─── ENTRIES SUPPLIED ───
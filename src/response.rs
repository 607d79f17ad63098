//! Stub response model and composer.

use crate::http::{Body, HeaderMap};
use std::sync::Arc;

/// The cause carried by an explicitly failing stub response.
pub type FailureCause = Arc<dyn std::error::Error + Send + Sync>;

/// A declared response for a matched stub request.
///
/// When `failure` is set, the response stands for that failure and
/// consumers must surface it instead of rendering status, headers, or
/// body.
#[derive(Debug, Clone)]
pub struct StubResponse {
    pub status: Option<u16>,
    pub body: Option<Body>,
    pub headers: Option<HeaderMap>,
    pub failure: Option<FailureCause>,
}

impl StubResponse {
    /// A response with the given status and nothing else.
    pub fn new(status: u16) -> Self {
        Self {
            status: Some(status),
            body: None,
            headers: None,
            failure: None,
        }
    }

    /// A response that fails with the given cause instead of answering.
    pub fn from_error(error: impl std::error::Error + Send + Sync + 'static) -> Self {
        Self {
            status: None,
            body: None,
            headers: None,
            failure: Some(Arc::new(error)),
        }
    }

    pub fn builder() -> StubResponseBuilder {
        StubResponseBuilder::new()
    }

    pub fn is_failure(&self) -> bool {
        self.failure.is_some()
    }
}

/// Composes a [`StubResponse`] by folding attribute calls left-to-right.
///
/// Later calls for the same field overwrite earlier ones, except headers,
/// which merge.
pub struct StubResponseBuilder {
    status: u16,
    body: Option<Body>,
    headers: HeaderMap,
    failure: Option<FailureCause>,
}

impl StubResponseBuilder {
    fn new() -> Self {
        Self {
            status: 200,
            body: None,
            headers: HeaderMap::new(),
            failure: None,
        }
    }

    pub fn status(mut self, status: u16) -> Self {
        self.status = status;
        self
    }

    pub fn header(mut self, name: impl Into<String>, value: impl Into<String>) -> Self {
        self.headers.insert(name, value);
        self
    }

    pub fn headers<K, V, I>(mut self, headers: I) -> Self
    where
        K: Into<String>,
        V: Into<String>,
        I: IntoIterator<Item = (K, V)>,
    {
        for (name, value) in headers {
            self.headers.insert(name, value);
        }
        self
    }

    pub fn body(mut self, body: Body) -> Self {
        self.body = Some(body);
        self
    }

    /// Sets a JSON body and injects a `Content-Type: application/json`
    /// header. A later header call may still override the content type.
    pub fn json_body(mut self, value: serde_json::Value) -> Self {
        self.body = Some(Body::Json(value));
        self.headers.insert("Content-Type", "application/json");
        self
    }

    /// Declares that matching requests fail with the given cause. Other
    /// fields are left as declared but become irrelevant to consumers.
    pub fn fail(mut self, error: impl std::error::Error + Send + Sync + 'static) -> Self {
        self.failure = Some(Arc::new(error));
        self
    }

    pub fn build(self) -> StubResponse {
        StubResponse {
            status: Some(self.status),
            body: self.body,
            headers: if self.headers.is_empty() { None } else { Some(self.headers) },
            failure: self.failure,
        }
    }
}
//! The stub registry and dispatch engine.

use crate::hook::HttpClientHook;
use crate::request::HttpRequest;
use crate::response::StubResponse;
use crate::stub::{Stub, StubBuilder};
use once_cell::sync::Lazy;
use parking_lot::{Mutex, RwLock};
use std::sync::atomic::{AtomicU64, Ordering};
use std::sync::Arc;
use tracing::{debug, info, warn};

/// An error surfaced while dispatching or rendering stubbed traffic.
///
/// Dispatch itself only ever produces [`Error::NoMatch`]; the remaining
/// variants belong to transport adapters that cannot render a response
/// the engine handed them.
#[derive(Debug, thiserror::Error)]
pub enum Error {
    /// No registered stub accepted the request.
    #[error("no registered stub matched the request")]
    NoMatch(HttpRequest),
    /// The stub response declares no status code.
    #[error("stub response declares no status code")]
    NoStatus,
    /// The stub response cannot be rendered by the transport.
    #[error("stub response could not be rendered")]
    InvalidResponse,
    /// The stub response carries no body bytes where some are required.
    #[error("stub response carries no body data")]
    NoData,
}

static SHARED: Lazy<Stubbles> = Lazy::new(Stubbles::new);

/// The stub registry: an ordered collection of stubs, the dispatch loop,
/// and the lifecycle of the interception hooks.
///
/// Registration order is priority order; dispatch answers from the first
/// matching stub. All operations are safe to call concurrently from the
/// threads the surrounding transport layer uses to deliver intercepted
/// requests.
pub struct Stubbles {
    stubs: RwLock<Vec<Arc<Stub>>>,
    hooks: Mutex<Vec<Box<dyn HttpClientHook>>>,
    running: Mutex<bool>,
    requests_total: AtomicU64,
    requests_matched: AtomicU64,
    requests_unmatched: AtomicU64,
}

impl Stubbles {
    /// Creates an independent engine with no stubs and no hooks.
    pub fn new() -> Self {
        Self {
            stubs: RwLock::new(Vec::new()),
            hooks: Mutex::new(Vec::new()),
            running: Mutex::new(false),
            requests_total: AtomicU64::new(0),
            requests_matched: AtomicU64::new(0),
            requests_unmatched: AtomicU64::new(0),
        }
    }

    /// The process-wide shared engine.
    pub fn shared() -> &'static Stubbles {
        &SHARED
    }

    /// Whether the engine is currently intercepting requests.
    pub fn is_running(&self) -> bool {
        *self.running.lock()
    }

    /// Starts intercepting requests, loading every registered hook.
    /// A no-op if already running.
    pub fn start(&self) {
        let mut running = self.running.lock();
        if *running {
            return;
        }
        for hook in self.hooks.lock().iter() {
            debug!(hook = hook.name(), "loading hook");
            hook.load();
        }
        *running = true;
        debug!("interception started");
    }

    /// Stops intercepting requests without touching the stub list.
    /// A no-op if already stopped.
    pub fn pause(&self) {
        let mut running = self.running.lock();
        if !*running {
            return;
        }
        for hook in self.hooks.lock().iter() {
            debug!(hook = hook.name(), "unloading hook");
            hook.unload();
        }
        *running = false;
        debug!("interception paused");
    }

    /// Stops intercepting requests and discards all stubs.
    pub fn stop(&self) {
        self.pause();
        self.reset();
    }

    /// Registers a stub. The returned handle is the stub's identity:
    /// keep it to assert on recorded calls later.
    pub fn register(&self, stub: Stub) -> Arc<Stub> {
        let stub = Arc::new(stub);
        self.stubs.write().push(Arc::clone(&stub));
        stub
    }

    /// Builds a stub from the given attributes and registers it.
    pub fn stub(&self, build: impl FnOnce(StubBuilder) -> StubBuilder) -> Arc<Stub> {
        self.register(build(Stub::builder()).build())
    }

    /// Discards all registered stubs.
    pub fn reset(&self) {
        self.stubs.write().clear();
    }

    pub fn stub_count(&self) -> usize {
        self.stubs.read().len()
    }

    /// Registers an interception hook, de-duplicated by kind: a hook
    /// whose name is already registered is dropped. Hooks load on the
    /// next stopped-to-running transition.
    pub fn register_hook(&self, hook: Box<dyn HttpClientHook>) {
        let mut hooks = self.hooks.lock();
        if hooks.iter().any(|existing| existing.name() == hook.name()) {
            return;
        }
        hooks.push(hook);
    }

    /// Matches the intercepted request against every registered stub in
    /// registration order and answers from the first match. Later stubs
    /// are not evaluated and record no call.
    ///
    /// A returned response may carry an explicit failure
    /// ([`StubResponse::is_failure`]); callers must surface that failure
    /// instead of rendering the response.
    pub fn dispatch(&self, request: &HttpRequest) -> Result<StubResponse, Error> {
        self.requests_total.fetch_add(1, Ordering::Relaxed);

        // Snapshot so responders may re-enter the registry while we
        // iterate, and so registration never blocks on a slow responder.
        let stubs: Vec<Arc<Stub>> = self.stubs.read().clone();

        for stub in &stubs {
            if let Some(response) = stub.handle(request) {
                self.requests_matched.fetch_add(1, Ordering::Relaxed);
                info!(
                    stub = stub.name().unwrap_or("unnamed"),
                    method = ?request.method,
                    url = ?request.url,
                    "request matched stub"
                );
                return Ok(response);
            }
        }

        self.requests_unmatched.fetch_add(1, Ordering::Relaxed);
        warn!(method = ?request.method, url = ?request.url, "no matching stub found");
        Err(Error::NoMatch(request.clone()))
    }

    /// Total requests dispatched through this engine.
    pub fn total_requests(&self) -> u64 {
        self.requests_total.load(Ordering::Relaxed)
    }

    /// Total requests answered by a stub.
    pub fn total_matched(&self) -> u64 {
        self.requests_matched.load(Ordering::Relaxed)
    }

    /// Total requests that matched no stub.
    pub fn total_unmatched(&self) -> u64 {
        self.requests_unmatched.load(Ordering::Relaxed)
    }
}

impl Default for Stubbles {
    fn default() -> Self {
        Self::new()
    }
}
───
(TASK ITEM) Search the entries for the word "that". Copy each line where it appears.

(THE COMPLETED TASK)
/// When `failure` is set, the response stands for that failure and
    /// A response that fails with the given cause instead of answering.
    /// Declares that matching requests fail with the given cause. Other
/// variants belong to transport adapters that cannot render a response
    /// ([`StubResponse::is_failure`]); callers must surface that failure
    /// Total requests that matched no stub.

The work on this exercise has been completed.